Antibodies produced by B cells are associated with therapeutic efficiency. Several examples of antibody-based therapies can be cited, with various clinical outcome, some of them targeting directly tumor antigens (anti-CD20 in B-cell related lymphoma/leukemia, anti-HER2 in breast cancer), others having immunomodulatory effects such as the one used for immune checkpoint blockade (anti-CTLA4, anti-PD-1/PDL-1, anti-LAG) (reviews on the subject can be found in [102,103,104]). Indeed, antibodies have the capacity to activate antibody-dependent cellular cytotoxicity, phagocytosis, and complement-dependent cytotoxicity and can modulate signaling in target cells by activation or inhibition of cell surface receptors [102]. The antibodies produced by B cells found in the tumor and in tumor-draining lymph nodes have in theory the capacity to induce these effects but are certainly produced at too low a concentration to be effective. One strategy under investigation to increase the antibody repertoire available in the clinic aims at identifying tumor–reactive antibodies by the characterization of antibody repertoire of these tumor–infiltrating B cells by screening a phage–display library [105,106] or by next–generation sequencing (NGS) [107,108,109].

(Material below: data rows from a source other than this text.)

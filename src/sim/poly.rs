//! Outline geometry for the ship and asteroids
//!
//! Both the collision scans and the render path consume these generators, so
//! there is exactly one definition of every silhouette in the game.

use glam::Vec2;

use crate::consts::ASTEROID_VERTICES;
use crate::direction;

/// Phase offsets (in turns) for the 11 asteroid vertices.
///
/// Vertex 0 sits on the asteroid's own orientation; the rest advance from
/// one full turn up through 1.9 turns in 0.1-turn steps. The spacing is
/// deliberately non-uniform: vertices 0 and 1 land on the same angle with
/// different radii, which is what cuts the signature notch into every rock.
const VERTEX_PHASE_TURNS: [f32; ASTEROID_VERTICES] = [
    0.0, 1.0, 1.1, 1.2, 1.3, 1.4, 1.5, 1.6, 1.7, 1.8, 1.9,
];

/// Build the 11-vertex outline of an asteroid.
///
/// Vertex k is `center + direction(orientation + phase_k) * size * jag[k]`.
/// The outline closes by connecting vertex 10 back to vertex 0.
pub fn asteroid_vertices(
    center: Vec2,
    size: f32,
    orientation: f32,
    jag: &[f32; ASTEROID_VERTICES],
) -> [Vec2; ASTEROID_VERTICES] {
    let mut points = [Vec2::ZERO; ASTEROID_VERTICES];
    for (k, point) in points.iter_mut().enumerate() {
        let phase = orientation + VERTEX_PHASE_TURNS[k] * std::f32::consts::TAU;
        *point = center + direction(phase) * size * jag[k];
    }
    points
}

/// Build the ship's 4-point kite hull.
///
/// Nose, starboard wing tip, aft center (the ship position itself), port
/// wing tip. Drawn and collided as the closed loop nose -> wing -> center
/// -> wing -> nose, which self-intersects on purpose.
pub fn ship_hull(pos: Vec2, size: f32, orientation: f32) -> [Vec2; 4] {
    let forward = direction(orientation) * size;
    let lateral = direction(orientation + std::f32::consts::FRAC_PI_2) * size;

    [
        pos + forward,
        pos - forward - lateral,
        pos,
        pos - forward + lateral,
    ]
}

4.3. Therapies Depleting/Inhibiting B Cells
As some B cell populations are associated with pro-tumoral activities, the idea of depleting or inhibiting B cells has also been explored by the scientific community. Anti-CD20 antibodies were initially design for the treatment of autoimmune diseases and B cell lymphomas. However, it became clear that these antibodies could be used to deplete B cells in solid tumors. Depletion of B cells using an anti-CD20 antibody in small cohorts of patients with advanced colon cancer [110], melanoma [111,112], cutaneous T cell lymphoma [113] was associated with health benefit. However, it can also be deleterious in another context. For example, it leads to an increased tumor growth in B16-F10 melanoma bearing mice [114] and in the lung of mice intravenously injected with melanoma B16-F10 cells [98]. In addition, a study reported no clinical benefit in patients with renal cell carcinoma and melanoma treated with anti-CD20 antibody [115]. These contradictory results could be explained by the cell populations targeted by the anti-CD20 antibody. Indeed, it has been reported that these antibodies could efficiently cleared B cells expressing high level of CD20, without affecting cells with a low level of expression, which leads to an enrichment in regulatory B cells and to an even more immunosuppressive environment [116].
It is worth noting that Bruton’s tyrosine kinase (BTK) inhibitor ibrutinib used for the treatment of some B cell-associated lymphomas/leukemias has been tested in solid tumors [117]. Indeed, BTK activity is not restricted to B cells, but is also involved in oncogenic pathways in solid tumors, and is activated in myeloid cells, including MDSCs [118]. However, it is clear that BTK activity in these solid tumors could also be at least partially explained by its direct activity on B cells. In that respect, in a mouse model of pancreatic ductal adenocarcinoma, treatment with BTK inhibitor induces a reduction in tumor growth which was associated with a depletion or decreased presence of IgMloCD23+CD5− follicular and IgMlo CD23− memory B cells [119].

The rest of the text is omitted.